**TASK OBJECTIVE**: In the entries below, find the lines with the word "return" and copy them.

**EXERCISE MATERIALS**:
//! WebSocket front end
//!
//! One JSON document per text frame. Each socket gets a writer task fed by
//! an unbounded channel; the registry and the session's engine push frames
//! into it, and the read loop forwards client messages to the registry.

use anyhow::{Context, Result};
use axum::extract::ws::{close_code, CloseFrame, Message, WebSocket, WebSocketUpgrade};
use axum::extract::{ConnectInfo, State};
use axum::response::IntoResponse;
use axum::routing::get;
use axum::Router;
use cellquest_core::protocol::{CLOSE_SESSION_ENDED, MAX_MESSAGE_SIZE};
use cellquest_core::types::ControlMessage;
use cellquest_core::{ClientMessage, MessageCodec, SessionToken};
use futures::{SinkExt, StreamExt};
use std::net::SocketAddr;
use std::sync::atomic::{AtomicU64, Ordering};
use std::sync::Arc;
use std::time::Duration;
use tokio::net::TcpListener;
use tokio::sync::mpsc;
use tower_http::trace::TraceLayer;
use tracing::{debug, info, trace, warn};

use crate::outlet::Outbound;
use crate::session::{Connection, SessionRegistry};

/// Default time a socket may stay silent before it is dropped
pub const DEFAULT_IDLE_TIMEOUT: Duration = Duration::from_secs(120);

/// How long to wait for queued frames to drain when a socket ends
const WRITER_DRAIN: Duration = Duration::from_secs(5);

#[derive(Clone)]
pub struct AppState {
    registry: Arc<SessionRegistry>,
    idle_timeout: Duration,
    next_conn: Arc<AtomicU64>,
}

/// Build the HTTP router: `/ws` for games, `/healthz` for probes
pub fn router(registry: Arc<SessionRegistry>, idle_timeout: Duration) -> Router {
    let state = AppState {
        registry,
        idle_timeout,
        next_conn: Arc::new(AtomicU64::new(1)),
    };

    Router::new()
        .route("/ws", get(ws_handler))
        .route("/healthz", get(healthz))
        .layer(TraceLayer::new_for_http())
        .with_state(state)
}

/// Serve until the listener fails
pub async fn serve(listener: TcpListener, router: Router) -> Result<()> {
    let addr = listener.local_addr().context("Listener has no local address")?;
    info!("Game server listening on ws://{}/ws", addr);

    axum::serve(
        listener,
        router.into_make_service_with_connect_info::<SocketAddr>(),
    )
    .await
    .context("Game server stopped")
}

async fn healthz(State(state): State<AppState>) -> impl IntoResponse {
    format!("ok {}\n", state.registry.session_count().await)
}

async fn ws_handler(
    ws: WebSocketUpgrade,
    ConnectInfo(peer): ConnectInfo<SocketAddr>,
    State(state): State<AppState>,
) -> axum::response::Response {
    ws.max_message_size(MAX_MESSAGE_SIZE)
        .on_upgrade(move |socket| handle_socket(socket, peer, state))
}

async fn handle_socket(socket: WebSocket, peer: SocketAddr, state: AppState) {
    let conn_id = state.next_conn.fetch_add(1, Ordering::SeqCst);
    debug!(conn = conn_id, "Socket opened from {}", peer);

    let (mut sink, mut stream) = socket.split();
    let (tx, mut rx) = mpsc::unbounded_channel::<Outbound>();

    let writer = tokio::spawn(async move {
        while let Some(out) = rx.recv().await {
            match out {
                Outbound::Message(msg) => {
                    let frame = match MessageCodec::encode_server(&msg) {
                        Ok(frame) => frame,
                        Err(e) => {
                            warn!(conn = conn_id, "Failed to encode frame: {}", e);
                            continue;
                        }
                    };
                    if sink.send(Message::Text(frame)).await.is_err() {
                        break;
                    }
                }
                Outbound::Close => {
                    let _ = sink.send(close_with(close_code::NORMAL, CLOSE_SESSION_ENDED)).await;
                    break;
                }
                Outbound::Refuse => {
                    let _ = sink.send(close_with(close_code::POLICY, "rate limited")).await;
                    break;
                }
            }
        }
        // a bare close: the session, if any, stays resumable
        let _ = sink.close().await;
    });

    let mut bound: Option<SessionToken> = None;

    loop {
        let frame = match tokio::time::timeout(state.idle_timeout, stream.next()).await {
            Err(_) => {
                info!(conn = conn_id, "Socket idle for {:?}, dropping", state.idle_timeout);
                break;
            }
            Ok(None) => break,
            Ok(Some(Err(e))) => {
                debug!(conn = conn_id, "Socket error: {}", e);
                break;
            }
            Ok(Some(Ok(frame))) => frame,
        };

        let text = match frame {
            Message::Text(text) => text,
            Message::Binary(_) => {
                warn!(conn = conn_id, "Ignoring binary frame");
                continue;
            }
            Message::Ping(_) | Message::Pong(_) => continue,
            Message::Close(_) => break,
        };

        let msg = match MessageCodec::decode_client(&text) {
            Ok(msg) => msg,
            Err(e) => {
                warn!(conn = conn_id, "Dropping malformed message: {}", e);
                continue;
            }
        };

        match msg {
            ClientMessage::Control(ControlMessage::Connect { token }) => {
                if let Some(previous) = bound.take() {
                    state.registry.disconnect(&previous, conn_id).await;
                }
                let conn = Connection {
                    id: conn_id,
                    socket: tx.clone(),
                    peer: peer.ip(),
                };
                match state.registry.connect(token.as_deref(), conn).await {
                    Ok(token) => bound = Some(token),
                    Err(e) => {
                        warn!(conn = conn_id, "Refusing connect: {}", e);
                        let _ = tx.send(Outbound::Refuse);
                        break;
                    }
                }
            }
            ClientMessage::Control(ControlMessage::Keepalive) => {
                trace!(conn = conn_id, "Keepalive");
            }
            ClientMessage::Control(ControlMessage::Reset) => {
                if let Some(token) = bound.take() {
                    state.registry.reset(&token, conn_id).await;
                }
            }
            ClientMessage::Response(response) => match &bound {
                Some(token) => {
                    state.registry.respond(token, conn_id, response).await;
                }
                None => warn!(conn = conn_id, "Response before connect, dropping"),
            },
        }
    }

    if let Some(token) = bound.take() {
        state.registry.disconnect(&token, conn_id).await;
    }
    drop(tx);
    if tokio::time::timeout(WRITER_DRAIN, writer).await.is_err() {
        debug!(conn = conn_id, "Writer did not drain in time");
    }
    debug!(conn = conn_id, "Socket closed");
}

fn close_with(code: u16, reason: &'static str) -> Message {
    Message::Close(Some(CloseFrame {
        code,
        reason: reason.into(),
    }))
}
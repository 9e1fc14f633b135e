//! Cellquest Core - Shared protocol and terminal logic
//!
//! This crate provides:
//! - Wire types (render commands, client/server messages)
//! - Protocol handling (JSON text frames)
//! - The virtual terminal grid and its input prompts
//! - Display surface trait
//! - Session tokens
//! - Error types

/// Rows of the virtual terminal.
pub const TERM_ROWS: usize = 25;
/// Columns of the virtual terminal.
pub const TERM_COLS: usize = 80;

pub mod auth;
pub mod error;
pub mod protocol;
pub mod streaming;
pub mod terminal;
pub mod transport;
pub mod types;

// Re-export common types
pub use auth::SessionToken;
pub use error::{CoreError, Result};
pub use protocol::MessageCodec;
pub use streaming::KeyBuffer;
pub use terminal::{Key, MockSurface, Prompt, Surface, TerminalSession, VirtualTerminal};
pub use types::{ClientMessage, Color, InputValue, OptionBoxColors, RenderCommand, ServerMessage};
//! Game engine: one session's I/O surface for scripts
//!
//! Scripts call `print`/`color`/`locate`/`clear` to queue render commands,
//! and `get_key`/`query`/`option_box`/`pause` to flush the queue and wait.
//! The engine holds the execution context turn while the script runs and
//! gives it up at every suspension point.

use cellquest_core::types::{Color, InputValue, OptionBoxColors, RenderCommand, Response};
use serde_json::Value;
use std::sync::Arc;
use std::time::Duration;
use tokio::sync::mpsc;

use crate::context::{ExecutionContext, TurnGuard};
use crate::error::EngineError;
use crate::outlet::{self, SharedOutlet};
use crate::pending::{PendingInput, RequestKind, Resolution};
use crate::store::SaveStore;

/// Default cap on queued commands before an early flush
pub const DEFAULT_MAX_BATCH: usize = 4096;

#[derive(Debug, Clone)]
pub struct EngineConfig {
    pub max_batch_commands: usize,
}

impl Default for EngineConfig {
    fn default() -> Self {
        Self {
            max_batch_commands: DEFAULT_MAX_BATCH,
        }
    }
}

/// Everything an engine is wired to
pub struct EngineLinks {
    pub outlet: SharedOutlet,
    pub responses: mpsc::UnboundedReceiver<Response>,
    pub context: ExecutionContext,
    pub store: Arc<dyn SaveStore>,
}

pub struct GameEngine {
    id: u64,
    key: String,
    links: EngineLinks,
    turn: Option<TurnGuard>,
    pending: Vec<RenderCommand>,
    epoch: u64,
    config: EngineConfig,
}

impl GameEngine {
    pub fn new(id: u64, key: String, links: EngineLinks, config: EngineConfig) -> Self {
        Self {
            id,
            key,
            links,
            turn: None,
            pending: Vec::new(),
            epoch: 0,
            config,
        }
    }

    /// Key the session's saves are stored under
    pub fn session_key(&self) -> &str {
        &self.key
    }

    /// Epoch of the most recent request
    pub fn epoch(&self) -> u64 {
        self.epoch
    }

    pub fn print(&mut self, text: impl Into<String>) {
        self.push(RenderCommand::print(text));
    }

    /// Print without ending the line
    pub fn print_extend(&mut self, text: impl Into<String>) {
        self.push(RenderCommand::print_extend(text));
    }

    pub fn clear(&mut self) {
        self.push(RenderCommand::Clear);
    }

    pub fn color(&mut self, fg: Color, bg: Color) {
        self.push(RenderCommand::Color { fg, bg });
    }

    pub fn locate(&mut self, x: u16, y: u16) {
        self.push(RenderCommand::Locate { x, y });
    }

    /// Wait for one key; with `options`, only those keys are accepted
    pub async fn get_key(&mut self, options: Option<&[char]>) -> Result<char, EngineError> {
        let kind = RequestKind::Key {
            options: options.map(<[char]>::to_vec),
        };
        let value = self.request(kind).await?;
        value
            .as_key()
            .ok_or_else(|| EngineError::InvalidRequest(format!("not a key: {:?}", value)))
    }

    /// Ask for a line of text
    pub async fn query(&mut self, prompt: impl Into<String>) -> Result<String, EngineError> {
        let kind = RequestKind::Line {
            prompt: prompt.into(),
        };
        match self.request(kind).await? {
            InputValue::Text(text) => Ok(text),
            other => Err(EngineError::InvalidRequest(format!("not text: {:?}", other))),
        }
    }

    /// Show a menu and wait for a choice
    pub async fn option_box<S: AsRef<str>>(
        &mut self,
        title: &str,
        options: &[S],
        colors: OptionBoxColors,
        default_option: usize,
    ) -> Result<usize, EngineError> {
        if options.is_empty() {
            return Err(EngineError::InvalidRequest("option box without options".into()));
        }
        let kind = RequestKind::Choice {
            title: title.to_string(),
            options: options.iter().map(|o| o.as_ref().to_string()).collect(),
            colors,
            default_option: default_option.min(options.len() - 1),
        };
        let value = self.request(kind).await?;
        value
            .as_index()
            .map(|i| i as usize)
            .ok_or_else(|| EngineError::InvalidRequest(format!("not an index: {:?}", value)))
    }

    /// Flush, then sleep without waiting on the client
    pub async fn pause(&mut self, duration: Duration) {
        self.flush();
        self.turn = None;
        tokio::time::sleep(duration).await;
        self.begin_turn().await;
    }

    /// Record what to persist if the session is torn down
    pub fn checkpoint(&mut self, blob: Value) {
        outlet::lock(&self.links.outlet).set_checkpoint(blob);
    }

    /// Dead players are not persisted at teardown
    pub fn set_player_alive(&mut self, alive: bool) {
        outlet::lock(&self.links.outlet).set_alive(alive);
    }

    /// Explicit save point: checkpoint and write through to the store
    ///
    /// The turn is given up while the store works, so a slow store only
    /// holds up this session. Store failures are logged; the checkpoint
    /// still stands.
    pub async fn save(&mut self, blob: Value) {
        self.checkpoint(blob.clone());

        let had_turn = self.turn.take().is_some();
        if let Err(e) = self.links.store.save(&self.key, &blob).await {
            tracing::warn!(session = self.id, "Save failed: {}", e);
        }
        if had_turn {
            self.begin_turn().await;
        }
    }

    /// Take the turn before running script code
    pub(crate) async fn begin_turn(&mut self) {
        self.turn = Some(self.links.context.enter(self.id).await);
    }

    /// Flush leftover output and give up the turn once the script is done
    pub(crate) fn finish(&mut self) {
        self.flush();
        self.turn = None;
    }

    fn push(&mut self, cmd: RenderCommand) {
        self.pending.push(cmd);
        if self.pending.len() >= self.config.max_batch_commands {
            tracing::warn!(
                session = self.id,
                "Batch reached {} commands, flushing early",
                self.pending.len()
            );
            self.flush();
        }
    }

    fn flush(&mut self) {
        if self.pending.is_empty() {
            return;
        }
        let batch = std::mem::take(&mut self.pending);
        tracing::trace!(session = self.id, commands = batch.len(), "Flushing batch");
        outlet::lock(&self.links.outlet).publish(batch);
    }

    async fn request(&mut self, kind: RequestKind) -> Result<InputValue, EngineError> {
        self.epoch += 1;
        let pending = PendingInput::new(self.epoch, kind);

        // Answers queued before this request went out cannot be for it
        while let Ok(early) = self.links.responses.try_recv() {
            tracing::debug!(session = self.id, ?early, "Discarding response to an earlier request");
        }

        self.pending.push(pending.command());
        self.flush();

        self.turn = None;
        let answer = self.await_answer(&pending).await;
        self.begin_turn().await;
        answer
    }

    async fn await_answer(&mut self, pending: &PendingInput) -> Result<InputValue, EngineError> {
        loop {
            let response = self
                .links
                .responses
                .recv()
                .await
                .ok_or(EngineError::SessionClosed)?;

            match pending.resolve(&response) {
                Resolution::Accepted(value) => return Ok(value),
                Resolution::Stale { epoch } => {
                    tracing::debug!(
                        session = self.id,
                        "Discarding stale response for epoch {} (current {})",
                        epoch,
                        pending.epoch()
                    );
                }
                Resolution::Rejected => {
                    tracing::debug!(session = self.id, "Key not among options, asking again");
                    outlet::lock(&self.links.outlet).send_uncached(vec![pending.command()]);
                }
                Resolution::Malformed => {
                    tracing::warn!(
                        session = self.id,
                        "Response does not fit request: {:?}",
                        response.input
                    );
                }
            }
        }
    }
}
//! Session resumption tokens
//!
//! A `SessionToken` is the only credential a client holds: it names a
//! resumable game session and nothing else.
//!
//! ## Notes
//!
//! - **Copy trait**: Token is only 32 bytes, cheap to copy
//! - **Hash trait**: Used as the registry map key
//! - **Random generation**: Uses thread_rng() from rand crate
//! - **Wire form**: 64 lowercase hex characters

use crate::error::CoreError;
use rand::Rng;
use std::fmt;
use std::str::FromStr;

/// Token size in bytes (256-bit)
const TOKEN_SIZE: usize = 32;

/// Opaque, unguessable session resumption token
#[derive(Clone, Copy, PartialEq, Eq, Hash)]
pub struct SessionToken([u8; TOKEN_SIZE]);

impl SessionToken {
    /// Generate a new random token
    ///
    /// # Example
    /// ```
    /// # use cellquest_core::auth::SessionToken;
    /// let token = SessionToken::generate();
    /// assert_eq!(token.as_bytes().len(), 32);
    /// ```
    pub fn generate() -> Self {
        let mut bytes = [0u8; TOKEN_SIZE];
        rand::thread_rng().fill(&mut bytes);
        Self(bytes)
    }

    /// Create token from hexadecimal string
    ///
    /// # Errors
    /// - `InvalidTokenFormat` if hex string is not exactly 64 characters
    /// - `InvalidTokenFormat` if hex string contains non-hex characters
    pub fn from_hex(hex: &str) -> Result<Self, CoreError> {
        if hex.len() != TOKEN_SIZE * 2 || !hex.is_ascii() {
            return Err(CoreError::InvalidTokenFormat);
        }

        let mut bytes = [0u8; TOKEN_SIZE];
        for (i, byte) in bytes.iter_mut().enumerate() {
            *byte = u8::from_str_radix(&hex[i * 2..i * 2 + 2], 16)
                .map_err(|_| CoreError::InvalidTokenFormat)?;
        }
        Ok(Self(bytes))
    }

    /// Export token as a 64-character lowercase hex string
    pub fn to_hex(&self) -> String {
        self.0.iter().map(|b| format!("{:02x}", b)).collect()
    }

    /// Get raw bytes reference
    pub fn as_bytes(&self) -> &[u8; TOKEN_SIZE] {
        &self.0
    }

    /// Short prefix for log lines; never log the whole token.
    pub fn short(&self) -> String {
        self.to_hex()[..8].to_string()
    }
}

impl fmt::Display for SessionToken {
    fn fmt(&self, f: &mut fmt::Formatter<'_>) -> fmt::Result {
        f.write_str(&self.to_hex())
    }
}

impl fmt::Debug for SessionToken {
    fn fmt(&self, f: &mut fmt::Formatter<'_>) -> fmt::Result {
        write!(f, "SessionToken({}..)", self.short())
    }
}

impl FromStr for SessionToken {
    type Err = CoreError;

    fn from_str(s: &str) -> Result<Self, Self::Err> {
        Self::from_hex(s.trim())
    }
}
//! Virtual terminal: the cell grid, its prompts, and the client session

mod grid;
mod prompt;
mod session;
mod traits;

pub use grid::{Cell, VirtualTerminal};
pub use prompt::{Key, KeyPrompt, LinePrompt, OptionBoxPrompt, Prompt, ENTER_KEY};
pub use session::TerminalSession;
pub use traits::{MockSurface, Surface};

**WRITTEN ANSWER**:
            return Err(EngineError::InvalidRequest("option box without options".into()));
            return;
                Resolution::Accepted(value) => return Ok(value),
            return Err(CoreError::InvalidTokenFormat);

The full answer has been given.